[[ Provided records, beginning ]]

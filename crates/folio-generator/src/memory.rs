//! In-memory slice source.

use std::path::Path;

use async_trait::async_trait;
use tokio::fs;

use folio_core::error::{AppError, ErrorKind};
use folio_core::result::AppResult;
use folio_core::traits::SliceSource;
use folio_core::types::ListingItem;

/// Slice source over an already ordered vector of entries.
#[derive(Debug, Clone, Default)]
pub struct MemorySource {
    items: Vec<ListingItem>,
}

impl MemorySource {
    /// Create a source over the given entries, kept in the given order.
    pub fn new(items: Vec<ListingItem>) -> Self {
        Self { items }
    }

    /// Load entries from a JSON array file.
    pub async fn from_json_file(path: impl AsRef<Path>) -> AppResult<Self> {
        let path = path.as_ref();
        let data = fs::read(path).await.map_err(|e| {
            AppError::with_source(
                ErrorKind::Io,
                format!("Failed to read items file: {}", path.display()),
                e,
            )
        })?;
        let items: Vec<ListingItem> = serde_json::from_slice(&data)?;
        tracing::debug!("Loaded {} item(s) from '{}'", items.len(), path.display());
        Ok(Self::new(items))
    }
}

#[async_trait]
impl SliceSource for MemorySource {
    async fn total_items(&self) -> AppResult<u64> {
        Ok(self.items.len() as u64)
    }

    async fn fetch_slice(&self, offset: u64, limit: u64) -> AppResult<Vec<ListingItem>> {
        let len = self.items.len();
        let start = usize::try_from(offset).unwrap_or(usize::MAX).min(len);
        let end = start
            .saturating_add(usize::try_from(limit).unwrap_or(usize::MAX))
            .min(len);
        Ok(self.items[start..end].to_vec())
    }
}

#[cfg(test)]
mod tests {
    use super::*;

    fn items(n: usize) -> Vec<ListingItem> {
        (0..n)
            .map(|i| ListingItem {
                id: format!("id-{i}"),
                title: format!("Entry {i}"),
                path: format!("/entries/{i}"),
                excerpt: String::new(),
                date: None,
                draft: false,
                authors: Vec::new(),
            })
            .collect()
    }

    #[tokio::test]
    async fn test_fetch_slice_windows() {
        let source = MemorySource::new(items(25));
        assert_eq!(source.total_items().await.unwrap(), 25);

        let page = source.fetch_slice(10, 10).await.unwrap();
        assert_eq!(page.len(), 10);
        assert_eq!(page[0].id, "id-10");

        let last = source.fetch_slice(20, 10).await.unwrap();
        assert_eq!(last.len(), 5);

        assert!(source.fetch_slice(30, 10).await.unwrap().is_empty());
        assert_eq!(source.fetch_slice(0, u64::MAX).await.unwrap().len(), 25);
    }

    #[tokio::test]
    async fn test_missing_file() {
        let err = MemorySource::from_json_file("/definitely/not/here.json")
            .await
            .unwrap_err();
        assert_eq!(err.kind, ErrorKind::Io);
    }

    #[tokio::test]
    async fn test_malformed_file() {
        let dir = tempfile::tempdir().unwrap();
        let path = dir.path().join("items.json");
        std::fs::write(&path, "{not json").unwrap();

        let err = MemorySource::from_json_file(&path).await.unwrap_err();
        assert_eq!(err.kind, ErrorKind::Serialization);
    }
}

[[ Provided records, end ]]

# How to complete this task
The lines to retype, exactly and only, run from the first line of the material through the line with "let source = MemorySource::new(items(25));".

# Task response
filename crates/folio-generator/src/memory.rs
//! In-memory slice source.

use std::path::Path;

use async_trait::async_trait;
use tokio::fs;

use folio_core::error::{AppError, ErrorKind};
use folio_core::result::AppResult;
use folio_core::traits::SliceSource;
use folio_core::types::ListingItem;

/// Slice source over an already ordered vector of entries.
#[derive(Debug, Clone, Default)]
pub struct MemorySource {
    items: Vec<ListingItem>,
}

impl MemorySource {
    /// Create a source over the given entries, kept in the given order.
    pub fn new(items: Vec<ListingItem>) -> Self {
        Self { items }
    }

    /// Load entries from a JSON array file.
    pub async fn from_json_file(path: impl AsRef<Path>) -> AppResult<Self> {
        let path = path.as_ref();
        let data = fs::read(path).await.map_err(|e| {
            AppError::with_source(
                ErrorKind::Io,
                format!("Failed to read items file: {}", path.display()),
                e,
            )
        })?;
        let items: Vec<ListingItem> = serde_json::from_slice(&data)?;
        tracing::debug!("Loaded {} item(s) from '{}'", items.len(), path.display());
        Ok(Self::new(items))
    }
}

#[async_trait]
impl SliceSource for MemorySource {
    async fn total_items(&self) -> AppResult<u64> {
        Ok(self.items.len() as u64)
    }

    async fn fetch_slice(&self, offset: u64, limit: u64) -> AppResult<Vec<ListingItem>> {
        let len = self.items.len();
        let start = usize::try_from(offset).unwrap_or(usize::MAX).min(len);
        let end = start
            .saturating_add(usize::try_from(limit).unwrap_or(usize::MAX))
            .min(len);
        Ok(self.items[start..end].to_vec())
    }
}

#[cfg(test)]
mod tests {
    use super::*;

    fn items(n: usize) -> Vec<ListingItem> {
        (0..n)
            .map(|i| ListingItem {
                id: format!("id-{i}"),
                title: format!("Entry {i}"),
                path: format!("/entries/{i}"),
                excerpt: String::new(),
                date: None,
                draft: false,
                authors: Vec::new(),
            })
            .collect()
    }

    #[tokio::test]
    async fn test_fetch_slice_windows() {
        let source = MemorySource::new(items(25));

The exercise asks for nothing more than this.